Enterprise PKI Strategy

Overview

This document defines the enterprise Public Key Infrastructure (PKI) strategy, implementing a two-tier architecture with HashiCorp Vault as the primary internal CA.

Core Principle: Internal must stay internal. Public-facing services use Let’s Encrypt; all internal services use Vault PKI.
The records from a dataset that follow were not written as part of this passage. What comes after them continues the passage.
//! Run parameters: defaults, TOML file loading, and validation.

use std::fs;
use std::io;
use std::path::{Path, PathBuf};
use std::str::FromStr;
use std::time::Duration;

use serde::Deserialize;
use thiserror::Error;

use crate::protocol::Protocol;

pub const DEFAULT_PHILOSOPHERS: usize = 10;
pub const DEFAULT_BITES: u32 = 10;
pub const DEFAULT_BITE_MILLIS: u64 = 1000;

#[derive(Debug, Error)]
pub enum ConfigError {
    #[error("failed to read config file {path}")]
    Read {
        path: PathBuf,
        #[source]
        source: io::Error,
    },

    #[error("failed to parse config file {path}")]
    Parse {
        path: PathBuf,
        #[source]
        source: toml::de::Error,
    },

    #[error("a dining table needs at least two philosophers, got {0}")]
    TooFewPhilosophers(usize),

    #[error("bite duration must be greater than zero")]
    ZeroBiteDuration,

    #[error("unknown protocol '{0}', expected one of: backoff, ordered, both")]
    UnknownProtocol(String),
}

/// Which protocols one invocation exercises. `Both` runs backoff first and
/// ordered second on the same table.
#[derive(Debug, Clone, Copy, PartialEq, Eq, Deserialize)]
#[serde(rename_all = "lowercase")]
pub enum ProtocolChoice {
    Backoff,
    Ordered,
    Both,
}

impl ProtocolChoice {
    pub fn runs(self) -> Vec<Protocol> {
        match self {
            ProtocolChoice::Backoff => vec![Protocol::Backoff],
            ProtocolChoice::Ordered => vec![Protocol::Ordered],
            ProtocolChoice::Both => vec![Protocol::Backoff, Protocol::Ordered],
        }
    }
}

impl FromStr for ProtocolChoice {
    type Err = ConfigError;

    fn from_str(s: &str) -> Result<Self, Self::Err> {
        match s {
            "backoff" => Ok(ProtocolChoice::Backoff),
            "ordered" => Ok(ProtocolChoice::Ordered),
            "both" => Ok(ProtocolChoice::Both),
            other => Err(ConfigError::UnknownProtocol(other.to_string())),
        }
    }
}

/// Parameters of one bite loop, handed to every worker of a run.
#[derive(Debug, Clone)]
pub struct RunOptions {
    pub bites: u32,
    pub bite_duration: Duration,
    pub protocol: Protocol,
}

/// The user-facing knobs: seat count, bites per philosopher, bite duration,
/// and protocol selection.
#[derive(Debug, Clone, PartialEq, Eq, Deserialize)]
#[serde(default, deny_unknown_fields)]
pub struct SimConfig {
    pub philosophers: usize,
    pub bites: u32,
    pub bite_millis: u64,
    pub protocol: ProtocolChoice,
}

impl Default for SimConfig {
    fn default() -> Self {
        SimConfig {
            philosophers: DEFAULT_PHILOSOPHERS,
            bites: DEFAULT_BITES,
            bite_millis: DEFAULT_BITE_MILLIS,
            protocol: ProtocolChoice::Both,
        }
    }
}

impl SimConfig {
    /// Loads and validates a TOML config file. Unknown keys are rejected so
    /// a typo does not silently fall back to a default.
    pub fn load(path: &Path) -> Result<Self, ConfigError> {
        let content = fs::read_to_string(path).map_err(|source| ConfigError::Read {
            path: path.to_path_buf(),
            source,
        })?;
        let config: SimConfig = toml::from_str(&content).map_err(|source| ConfigError::Parse {
            path: path.to_path_buf(),
            source,
        })?;
        config.validate()?;
        Ok(config)
    }

    pub fn validate(&self) -> Result<(), ConfigError> {
        if self.philosophers < 2 {
            return Err(ConfigError::TooFewPhilosophers(self.philosophers));
        }
        if self.bite_millis == 0 {
            return Err(ConfigError::ZeroBiteDuration);
        }
        Ok(())
    }

    pub fn bite_duration(&self) -> Duration {
        Duration::from_millis(self.bite_millis)
    }

    /// The per-run options for one of this config's selected protocols.
    pub fn options(&self, protocol: Protocol) -> RunOptions {
        RunOptions {
            bites: self.bites,
            bite_duration: self.bite_duration(),
            protocol,
        }
    }
}
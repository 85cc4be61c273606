//! The table: owns the ring of forks and philosophers and drives a run.
//!
//! Philosopher *i* is bound to forks *i* and *(i+1) mod N*, so the ring is
//! closed and every fork is shared by exactly two neighbors. A run spawns
//! one named worker thread per philosopher, releases a fresh start gate
//! exactly once, and joins every worker before returning.

use std::sync::Arc;
use std::thread::{self, JoinHandle};
use std::time::{Duration, Instant};

use crate::config::RunOptions;
use crate::error::SimulationError;
use crate::fork::Fork;
use crate::gate::StartGate;
use crate::logln;
use crate::philosopher::{Philosopher, PhilosopherId};
use crate::sync_log::SyncLog;

/// How long `run` lets workers reach the start gate before opening it, so
/// the start is observed simultaneously rather than staggered by spawn
/// order.
const START_GRACE: Duration = Duration::from_millis(20);

/// What one completed run looked like.
#[derive(Debug)]
pub struct RunSummary {
    pub protocol: crate::protocol::Protocol,
    /// Wall-clock time of the whole run, spawn to last join.
    pub elapsed: Duration,
    /// Per-philosopher eating time, gate open to last bite.
    pub per_philosopher: Vec<(PhilosopherId, Duration)>,
}

pub struct Table {
    forks: Vec<Arc<Fork>>,
    philosophers: Vec<Arc<Philosopher>>,
    log: Arc<SyncLog>,
}

impl Table {
    /// Builds `seats` forks and `seats` philosophers arranged in a ring.
    pub fn new(seats: usize, log: Arc<SyncLog>) -> Result<Self, SimulationError> {
        if seats < 2 {
            return Err(SimulationError::TooFewSeats { seats });
        }
        let forks: Vec<Arc<Fork>> = (0..seats).map(|_| Arc::new(Fork::new())).collect();
        let philosophers = (0..seats)
            .map(|i| {
                Arc::new(Philosopher::new(
                    Arc::clone(&forks[i]),
                    Arc::clone(&forks[(i + 1) % seats]),
                ))
            })
            .collect();
        Ok(Table {
            forks,
            philosophers,
            log,
        })
    }

    pub fn forks(&self) -> &[Arc<Fork>] {
        &self.forks
    }

    pub fn philosophers(&self) -> &[Arc<Philosopher>] {
        &self.philosophers
    }

    /// Runs one simulation to completion. A fresh gate is created per call,
    /// so the same table can host repeated runs.
    pub fn run(&self, options: &RunOptions) -> Result<RunSummary, SimulationError> {
        let gate = Arc::new(StartGate::new());
        let started = Instant::now();

        type Worker = (PhilosopherId, JoinHandle<Result<Duration, SimulationError>>);
        let mut workers: Vec<Worker> = Vec::with_capacity(self.philosophers.len());

        for philosopher in &self.philosophers {
            let id = philosopher.id();
            let philosopher = Arc::clone(philosopher);
            let worker_gate = Arc::clone(&gate);
            let log = Arc::clone(&self.log);
            let options = options.clone();

            let spawned = thread::Builder::new()
                .name(format!("philosopher-{id}"))
                .spawn(move || philosopher.eat(&options, &worker_gate, &log));

            match spawned {
                Ok(handle) => workers.push((id, handle)),
                Err(source) => {
                    // Wake the workers that did start so they exit instead
                    // of waiting on a gate that will never open, then wait
                    // for them before reporting the failure.
                    gate.abandon()?;
                    for (_, handle) in workers {
                        let _ = handle.join();
                    }
                    return Err(SimulationError::Spawn { id, source });
                }
            }
        }

        thread::sleep(START_GRACE);
        logln!(self.log, "Starting all philosophers")?;
        gate.open()?;

        let mut per_philosopher = Vec::with_capacity(workers.len());
        let mut first_error: Option<SimulationError> = None;
        for (id, handle) in workers {
            match handle.join() {
                Ok(Ok(elapsed)) => per_philosopher.push((id, elapsed)),
                Ok(Err(err)) => {
                    first_error.get_or_insert(err);
                }
                Err(_) => {
                    first_error.get_or_insert(SimulationError::WorkerPanicked { id });
                }
            }
        }
        if let Some(err) = first_error {
            return Err(err);
        }

        Ok(RunSummary {
            protocol: options.protocol,
            elapsed: started.elapsed(),
            per_philosopher,
        })
    }
}
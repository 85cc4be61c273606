//! A philosopher: the simulated actor that repeatedly eats with its two
//! neighboring forks.

use std::fmt;
use std::sync::atomic::{AtomicU32, Ordering};
use std::sync::Arc;
use std::thread;
use std::time::{Duration, Instant};

use crate::config::RunOptions;
use crate::error::SimulationError;
use crate::fork::{Fork, ForkId};
use crate::gate::{StartGate, StartSignal};
use crate::identity;
use crate::logln;
use crate::sync_log::SyncLog;

static NEXT_ID: AtomicU32 = AtomicU32::new(1);

/// Stable numeric identity, assigned from a global counter in construction
/// order.
#[derive(Debug, Clone, Copy, PartialEq, Eq, PartialOrd, Ord, Hash)]
pub struct PhilosopherId(u32);

impl PhilosopherId {
    pub(crate) fn next() -> Self {
        PhilosopherId(NEXT_ID.fetch_add(1, Ordering::Relaxed))
    }
}

impl fmt::Display for PhilosopherId {
    fn fmt(&self, f: &mut fmt::Formatter<'_>) -> fmt::Result {
        self.0.fmt(f)
    }
}

/// One seat at the table: an identity plus shared references to the left
/// and right forks.
#[derive(Debug)]
pub struct Philosopher {
    id: PhilosopherId,
    left: Arc<Fork>,
    right: Arc<Fork>,
}

impl Philosopher {
    pub fn new(left: Arc<Fork>, right: Arc<Fork>) -> Self {
        Philosopher {
            id: PhilosopherId::next(),
            left,
            right,
        }
    }

    pub fn id(&self) -> PhilosopherId {
        self.id
    }

    /// The ids of the two forks this philosopher is bound to, in
    /// left/right binding order.
    pub fn fork_ids(&self) -> (ForkId, ForkId) {
        (self.left.id(), self.right.id())
    }

    /// The full worker body: binds the thread-local identity, waits at the
    /// start gate, then eats `options.bites` bites. Returns the time spent
    /// eating, measured from the moment the gate opened for this worker.
    pub fn eat(
        &self,
        options: &RunOptions,
        gate: &StartGate,
        log: &SyncLog,
    ) -> Result<Duration, SimulationError> {
        identity::bind(self.id);
        let strategy = options.protocol.strategy();

        logln!(log, "Philosopher {} waiting for start", self.id)?;
        match gate.wait()? {
            StartSignal::Go => {}
            StartSignal::Abandoned => return Ok(Duration::ZERO),
        }

        let started = Instant::now();
        for bite in 1..=options.bites {
            strategy.acquire_pair(&self.left, &self.right, log)?;
            logln!(
                log,
                "Philosopher {} starts eating bite {} with fork {} and fork {}",
                self.id,
                bite,
                self.left.id(),
                self.right.id()
            )?;
            thread::sleep(options.bite_duration);
            logln!(log, "Philosopher {} finishes eating bite {}", self.id, bite)?;
            strategy.release_pair(&self.left, &self.right, log)?;
        }

        let elapsed = started.elapsed();
        logln!(
            log,
            "Philosopher {} finished eating in {:.3} seconds",
            self.id,
            elapsed.as_secs_f64()
        )?;
        Ok(elapsed)
    }
}
// Session mode service
//
// Owns the AI <-> human takeover transitions and the operator-side write
// path. Every transition is also appended to the session's event stream
// (and, for help requests, to the owner's notification log) so connected
// widgets observe it without polling the session entity.

use serde_json::json;
use std::sync::Arc;
use uuid::Uuid;

use emberchat_core::{
    event_types, DeliveryError, EventStore, NotificationStore, Result, SessionDirectory,
    TypingStore, Widget, WidgetDirectory, WidgetEvent, WidgetSession,
};

pub struct SessionModeService {
    widgets: Arc<dyn WidgetDirectory>,
    sessions: Arc<dyn SessionDirectory>,
    events: Arc<dyn EventStore>,
    notifications: Arc<dyn NotificationStore>,
    typing: Arc<dyn TypingStore>,
}

impl SessionModeService {
    pub fn new(
        widgets: Arc<dyn WidgetDirectory>,
        sessions: Arc<dyn SessionDirectory>,
        events: Arc<dyn EventStore>,
        notifications: Arc<dyn NotificationStore>,
        typing: Arc<dyn TypingStore>,
    ) -> Self {
        Self {
            widgets,
            sessions,
            events,
            notifications,
            typing,
        }
    }

    /// Resolve a (widget, session) pair, rejecting unknown ids and sessions
    /// that belong to a different widget. No store entries are created.
    pub async fn resolve(
        &self,
        widget_id: Uuid,
        session_id: Uuid,
    ) -> Result<(Widget, WidgetSession)> {
        let widget = self
            .widgets
            .get(widget_id)
            .await?
            .ok_or(DeliveryError::WidgetNotFound(widget_id))?;
        let session = self
            .sessions
            .get(session_id)
            .await?
            .filter(|session| session.widget_id == widget_id)
            .ok_or(DeliveryError::SessionNotFound(session_id))?;
        Ok((widget, session))
    }

    /// Resolve just the widget
    pub async fn resolve_widget(&self, widget_id: Uuid) -> Result<Widget> {
        self.widgets
            .get(widget_id)
            .await?
            .ok_or(DeliveryError::WidgetNotFound(widget_id))
    }

    /// Open a new AI-served session for a visitor
    pub async fn open_session(&self, widget_id: Uuid) -> Result<WidgetSession> {
        self.resolve_widget(widget_id).await?;
        let session = self.sessions.create(WidgetSession::new(widget_id)).await?;
        tracing::info!(widget_id = %widget_id, session_id = %session.id, "session opened");
        Ok(session)
    }

    /// Visitor asks for a human: Ai -> Waiting, owner gets notified.
    /// Already waiting or taken over is a no-op.
    pub async fn request_human(&self, widget_id: Uuid, session_id: Uuid) -> Result<WidgetSession> {
        let (_, mut session) = self.resolve(widget_id, session_id).await?;

        if !session.request_human() {
            return Ok(session);
        }
        let session = self.sessions.update(session).await?;

        self.events
            .append(
                widget_id,
                session_id,
                event_types::HUMAN_REQUESTED,
                json!({ "mode": session.mode }),
            )
            .await?;
        self.notifications
            .append(
                widget_id,
                event_types::HUMAN_REQUESTED,
                json!({ "session_id": session_id }),
            )
            .await?;

        tracing::info!(%widget_id, %session_id, "human operator requested");
        Ok(session)
    }

    /// Operator takes the session over: Ai|Waiting -> Human
    pub async fn take_over(
        &self,
        widget_id: Uuid,
        session_id: Uuid,
        operator_id: Uuid,
    ) -> Result<WidgetSession> {
        let (_, mut session) = self.resolve(widget_id, session_id).await?;
        session.take_over(operator_id)?;
        let session = self.sessions.update(session).await?;

        self.events
            .append(
                widget_id,
                session_id,
                event_types::MODE_CHANGED,
                json!({ "mode": session.mode, "operator_id": operator_id }),
            )
            .await?;

        tracing::info!(%widget_id, %session_id, %operator_id, "session taken over");
        Ok(session)
    }

    /// Operator hands the session back to the AI: Human -> Ai
    pub async fn hand_back(&self, widget_id: Uuid, session_id: Uuid) -> Result<WidgetSession> {
        let (_, mut session) = self.resolve(widget_id, session_id).await?;
        session.hand_back()?;
        let session = self.sessions.update(session).await?;

        self.events
            .append(
                widget_id,
                session_id,
                event_types::MODE_CHANGED,
                json!({ "mode": session.mode }),
            )
            .await?;

        tracing::info!(%widget_id, %session_id, "session handed back");
        Ok(session)
    }

    /// Operator reply into the session's event stream
    pub async fn operator_message(
        &self,
        widget_id: Uuid,
        session_id: Uuid,
        operator_id: Uuid,
        content: String,
    ) -> Result<WidgetEvent> {
        let (_, mut session) = self.resolve(widget_id, session_id).await?;

        let data = json!({ "content": content, "operator_id": operator_id });
        let id = self
            .events
            .append(widget_id, session_id, event_types::OPERATOR_MESSAGE, data.clone())
            .await?;

        session.touch_human_activity();
        self.sessions.update(session).await?;

        Ok(WidgetEvent {
            id,
            event_type: event_types::OPERATOR_MESSAGE.to_string(),
            data,
        })
    }

    /// Operator typing signal (last writer wins, TTL clears it)
    pub async fn operator_typing(
        &self,
        widget_id: Uuid,
        session_id: Uuid,
        operator_id: Uuid,
    ) -> Result<()> {
        self.resolve(widget_id, session_id).await?;
        self.typing
            .set_typing(widget_id, session_id, Some(operator_id))
            .await
    }
}
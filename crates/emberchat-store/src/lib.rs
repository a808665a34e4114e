// Cache storage layer
//
// This crate provides the cache-backed implementations of the core store
// traits:
// - CacheEventStore: per-(widget, session) event log with a shared TTL window
// - CacheTypingStore: last-writer-wins typing indicator
// - CacheNotificationStore: per-widget owner-facing alert log
//
// The backing primitive is TtlCache, a process-local key-value map with
// per-entry deadlines. All three stores are constructed from StoreConfig at
// process start and shared via Arc.

pub mod cache;
pub mod config;
pub mod event_store;
pub mod notification_store;
pub mod typing_store;

pub use cache::TtlCache;
pub use config::StoreConfig;
pub use event_store::CacheEventStore;
pub use notification_store::CacheNotificationStore;
pub use typing_store::CacheTypingStore;

use std::sync::Arc;

/// The three shared stores, built together from one config
#[derive(Clone)]
pub struct Stores {
    pub events: Arc<CacheEventStore>,
    pub typing: Arc<CacheTypingStore>,
    pub notifications: Arc<CacheNotificationStore>,
}

impl Stores {
    pub fn new(config: &StoreConfig) -> Self {
        Self {
            events: Arc::new(CacheEventStore::new(config.event_ttl)),
            typing: Arc::new(CacheTypingStore::new(config.typing_ttl)),
            notifications: Arc::new(CacheNotificationStore::new(config.notification_ttl)),
        }
    }

    /// Sweep expired windows out of all three stores, returning the total
    /// number of entries dropped. Intended for a periodic janitor task.
    pub async fn purge_expired(&self) -> usize {
        self.events.purge_expired().await
            + self.typing.purge_expired().await
            + self.notifications.purge_expired().await
    }
}
// In-memory directory implementations
//
// These keep widgets and sessions in process memory, making them the
// default backend for the API binary (identity persistence is delegated to
// the platform's account service in deployment) and for unit tests.

use async_trait::async_trait;
use std::collections::HashMap;
use std::sync::Arc;
use tokio::sync::RwLock;
use uuid::Uuid;

use crate::error::Result;
use crate::session::WidgetSession;
use crate::traits::{SessionDirectory, WidgetDirectory};
use crate::widget::Widget;

// ============================================================================
// InMemoryWidgetDirectory
// ============================================================================

/// In-memory widget directory keyed by widget id
#[derive(Debug, Default, Clone)]
pub struct InMemoryWidgetDirectory {
    widgets: Arc<RwLock<HashMap<Uuid, Widget>>>,
}

impl InMemoryWidgetDirectory {
    pub fn new() -> Self {
        Self {
            widgets: Arc::new(RwLock::new(HashMap::new())),
        }
    }

    /// Pre-populate with a widget (useful for testing)
    pub async fn seed(&self, widget: Widget) {
        self.widgets.write().await.insert(widget.id, widget);
    }
}

#[async_trait]
impl WidgetDirectory for InMemoryWidgetDirectory {
    async fn create(&self, widget: Widget) -> Result<Widget> {
        self.widgets
            .write()
            .await
            .insert(widget.id, widget.clone());
        Ok(widget)
    }

    async fn get(&self, widget_id: Uuid) -> Result<Option<Widget>> {
        Ok(self.widgets.read().await.get(&widget_id).cloned())
    }
}

// ============================================================================
// InMemorySessionDirectory
// ============================================================================

/// In-memory session directory keyed by session id
#[derive(Debug, Default, Clone)]
pub struct InMemorySessionDirectory {
    sessions: Arc<RwLock<HashMap<Uuid, WidgetSession>>>,
}

impl InMemorySessionDirectory {
    pub fn new() -> Self {
        Self {
            sessions: Arc::new(RwLock::new(HashMap::new())),
        }
    }

    /// Pre-populate with a session (useful for testing)
    pub async fn seed(&self, session: WidgetSession) {
        self.sessions.write().await.insert(session.id, session);
    }
}

#[async_trait]
impl SessionDirectory for InMemorySessionDirectory {
    async fn create(&self, session: WidgetSession) -> Result<WidgetSession> {
        self.sessions
            .write()
            .await
            .insert(session.id, session.clone());
        Ok(session)
    }

    async fn get(&self, session_id: Uuid) -> Result<Option<WidgetSession>> {
        Ok(self.sessions.read().await.get(&session_id).cloned())
    }

    async fn update(&self, session: WidgetSession) -> Result<WidgetSession> {
        self.sessions
            .write()
            .await
            .insert(session.id, session.clone());
        Ok(session)
    }
}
AD CS Deprecation: HOME-ROOT-CA on home-dc01.inside.domusdigitalis.dev is deprecated and will be decommissioned by 2026-07. All new certificates must be issued from Vault. The DC retains AD services (authentication, DNS, LDAP) but no CA role.

Architecture

Tier Authority Domain Use Case

Tier 1: Public

Let’s Encrypt

*.domusdigitalis.dev

Guest portals, public APIs, external-facing services

Tier 2: Internal

HashiCorp Vault (DOMUS-ROOT-CA)

*.inside.domusdigitalis.dev

ISE, switches, APs, NAS, workstations, BYOD, pxGrid, automation

Certificate Hierarchy

DOMUS-ROOT-CA (Root CA - RSA 4096, 20 years)
└── DOMUS-ISSUING-CA (Issuing CA - RSA 4096, 5 years)
    ├── Server Certificates (ISE, Keycloak, NAS)
    ├── Workstation Certificates (EAP-TLS 802.1X)
    ├── BYOD Certificates (90-day mobile devices)
    ├── pxGrid Certificates (netapi-pxgrid)
    └── Automation Certificates (24-72h short-lived)

Why This Architecture?

  1. Security: Internal hostnames never exposed to external CA validation

  2. Cost: No Microsoft licensing fees for CA services

  3. Skill Investment: HashiCorp Vault is industry-standard for secrets management

  4. Automation: Vault enables dynamic short-lived certificates via API

  5. Simplicity: Single CA hierarchy instead of parallel AD CS and Vault

Tier 1: Public Services (Let’s Encrypt)

Managed Certificates

Certificate: public-portals
  Domains:
    - guest.domusdigitalis.dev
    - sponsor.domusdigitalis.dev
  Location: /etc/letsencrypt/live/public-portals/
  Renewal: Automatic (certbot timer)

Infrastructure

  • Cert Manager: certmgr-01.inside.domusdigitalis.dev

  • DNS Provider: Cloudflare (DNS-01 challenge)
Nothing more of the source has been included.